Sunday, 8 July 2012

8th July 1812: A spy sent from Manchester is 'twisted-in' by an old man at Halifax

John McDonald and John Gossling were two assistant constables in Manchester. They had both been sent into West Yorkshire by the Manchester Deputy Constable, Joseph Nadin, with a view to infiltrate clandestine workers' organisations.

The spies arrived in Halifax at noon on Wednesday 8th July 1812 and headed straight for the first public house they could find, the Crispin Inn. After ordering and eating a meal, they left to find somewhere to stay, and having done so, returned in an hour or two. Before long, they were talking to locals, and were soon in conversation with a man called Charles Milnes. They talked generally about the state of the country, and Milnes began to open up about who he knew and what he had been up to; that he had stolen 60 rounds of ball cartridges from a soldier in the Cumberland Militia, but had been found out and had fled when the military searched him and tried to take him before an official. He subsequently hid out on Dean Moor for 3 weeks. He also told them he knew the two men killed at Rawfolds very well, and also another Luddite who had acted as an officer in the attack on the mill. Having gained Milnes confidence, McDonald tried to engage him in talk about how to become involved with the Luddites. Milnes made it clear that before conversation on that subject could go further, he would have to be twisted-in.

After a further discussion, McDonald agreed to the proposal. McDonald later swore that Milnes said "I will take you to a man who has been in the business nearly twenty years, and he will do it for you tonight".

Leaving Gosling behind, the two men made their way to the home of an elderly hatter called John Baines.  Milnes said to Baines "I have brought a friend here; he is a stranger, but he is a very good fellow, and he wishes to be a brother." McDonald noticed that Milnes had raised his voice slightly, and Baines had cupped his ear - the old man was hard of hearing.

"Then we must be handy," said Baines "for we shall have the watch and ward here soon; some of my neighbours have laid an information, and they are often searching my house."

McDonald looked around - 4 others were present, including a young boy, evidently the old man's son. They all sat down together and began to talk. Baines repeated his concerns about the Watch and Ward - McDonald said "I will go as soon as I have done."

The old man then produced a small book, which McDonald assumed was a bible, and bade them all to stand up. Baines' youngest son, the boy who was present & called Zachariah, stood with his back to the door of the house.

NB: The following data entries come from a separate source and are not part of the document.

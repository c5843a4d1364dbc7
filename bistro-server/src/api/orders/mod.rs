//! Order API 模块
//!
//! | 路径 | 方法 | 说明 |
//! |------|------|------|
//! | /api/orders | POST | 创建订单 (完整编排流程) |
//! | /api/orders/{id} | GET | 查询订单 |
//! | /api/orders/user/{user_id} | GET | 查询用户订单 |
//! | /api/orders/{id}/cancel | POST | 取消订单 (含退款) |
//! | /api/orders/{id}/status | PUT | 推进订单状态 |

mod handler;

use axum::{
    Router,
    routing::{get, post, put},
};

use crate::core::ServerState;

pub fn router() -> Router<ServerState> {
    Router::new().nest("/api/orders", routes())
}

fn routes() -> Router<ServerState> {
    Router::new()
        .route("/", post(handler::create))
        .route("/{id}", get(handler::get_by_id))
        .route("/user/{user_id}", get(handler::list_for_user))
        .route("/{id}/cancel", post(handler::cancel))
        .route("/{id}/status", put(handler::update_status))
}
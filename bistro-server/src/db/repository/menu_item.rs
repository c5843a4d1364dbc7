//! Menu Item Repository

use super::{BaseRepository, RepoError, RepoResult};
use crate::db::models::MenuItem;
use surrealdb::RecordId;
use surrealdb::Surreal;
use surrealdb::engine::local::Db;

#[derive(Clone)]
pub struct MenuItemRepository {
    base: BaseRepository,
}

impl MenuItemRepository {
    pub fn new(db: Surreal<Db>) -> Self {
        Self {
            base: BaseRepository::new(db),
        }
    }

    pub async fn create(&self, item: MenuItem) -> RepoResult<MenuItem> {
        let created: Option<MenuItem> = self.base.db().create("menu_item").content(item).await?;
        created.ok_or_else(|| RepoError::Database("Failed to create menu item".to_string()))
    }

    pub async fn find_by_id(&self, id: &RecordId) -> RepoResult<MenuItem> {
        let item: Option<MenuItem> = self.base.db().select(id.clone()).await?;
        item.ok_or_else(|| RepoError::NotFound(format!("Menu item not found: {}", id)))
    }

    pub async fn find_all_available(&self) -> RepoResult<Vec<MenuItem>> {
        let mut result = self
            .base
            .db()
            .query("SELECT * FROM menu_item WHERE is_available = true ORDER BY category, name")
            .await?;
        Ok(result.take(0)?)
    }

    /// Highest-priced available item in a category. Ties break on record id
    /// so concurrent calls pick the same item.
    pub async fn find_priciest_in_category(&self, category: &str) -> RepoResult<Option<MenuItem>> {
        let mut result = self
            .base
            .db()
            .query(
                "SELECT * FROM menu_item \
                 WHERE category = $category AND is_available = true \
                 ORDER BY price DESC, id ASC LIMIT 1",
            )
            .bind(("category", category.to_string()))
            .await?;
        let items: Vec<MenuItem> = result.take(0)?;
        Ok(items.into_iter().next())
    }

    /// Cheapest available item in a category priced strictly under the cap
    pub async fn find_cheapest_under(
        &self,
        category: &str,
        price_cap: f64,
    ) -> RepoResult<Option<MenuItem>> {
        let mut result = self
            .base
            .db()
            .query(
                "SELECT * FROM menu_item \
                 WHERE category = $category AND is_available = true AND price < $cap \
                 ORDER BY price ASC, id ASC LIMIT 1",
            )
            .bind(("category", category.to_string()))
            .bind(("cap", price_cap))
            .await?;
        let items: Vec<MenuItem> = result.take(0)?;
        Ok(items.into_iter().next())
    }
}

The old man Baines said "take the book" and held it out to McDonald, who complied. Baines asked him his name - McDonald lied and said "John Smith", and Baines said "John Smith, say after me;" and Baines administered the oath. Afterwards, Baines urged McDonald to kiss the book, and he complied.

McDonald offered to buy everyone a drink, but the old man Baines declined, owing to the Watch & Ward. Leaving Zachariah with his father, McDonald went out with the others present, they being the old man's other son, John Baines junior, William Blakeborough, George Duckworth, and Milnes. They headed back to the Crispin Inn, with Duckworth deciding to go home before they went in.

In the pub and in the presence of his three new contacts, the spy McDonald boasted openly to the other spy Gossling that he had got himself twisted-in, and Milnes told Gossling he had introduced him. The five men drank and talked more, before they all left the Crispin Inn between 12.00 - 1.00 a.m., with the three Halifax locals walking the spies to their lodgings, none the wiser about their new friend's real identities and intentions.

This is from Howell (1823, pp.1074-1092).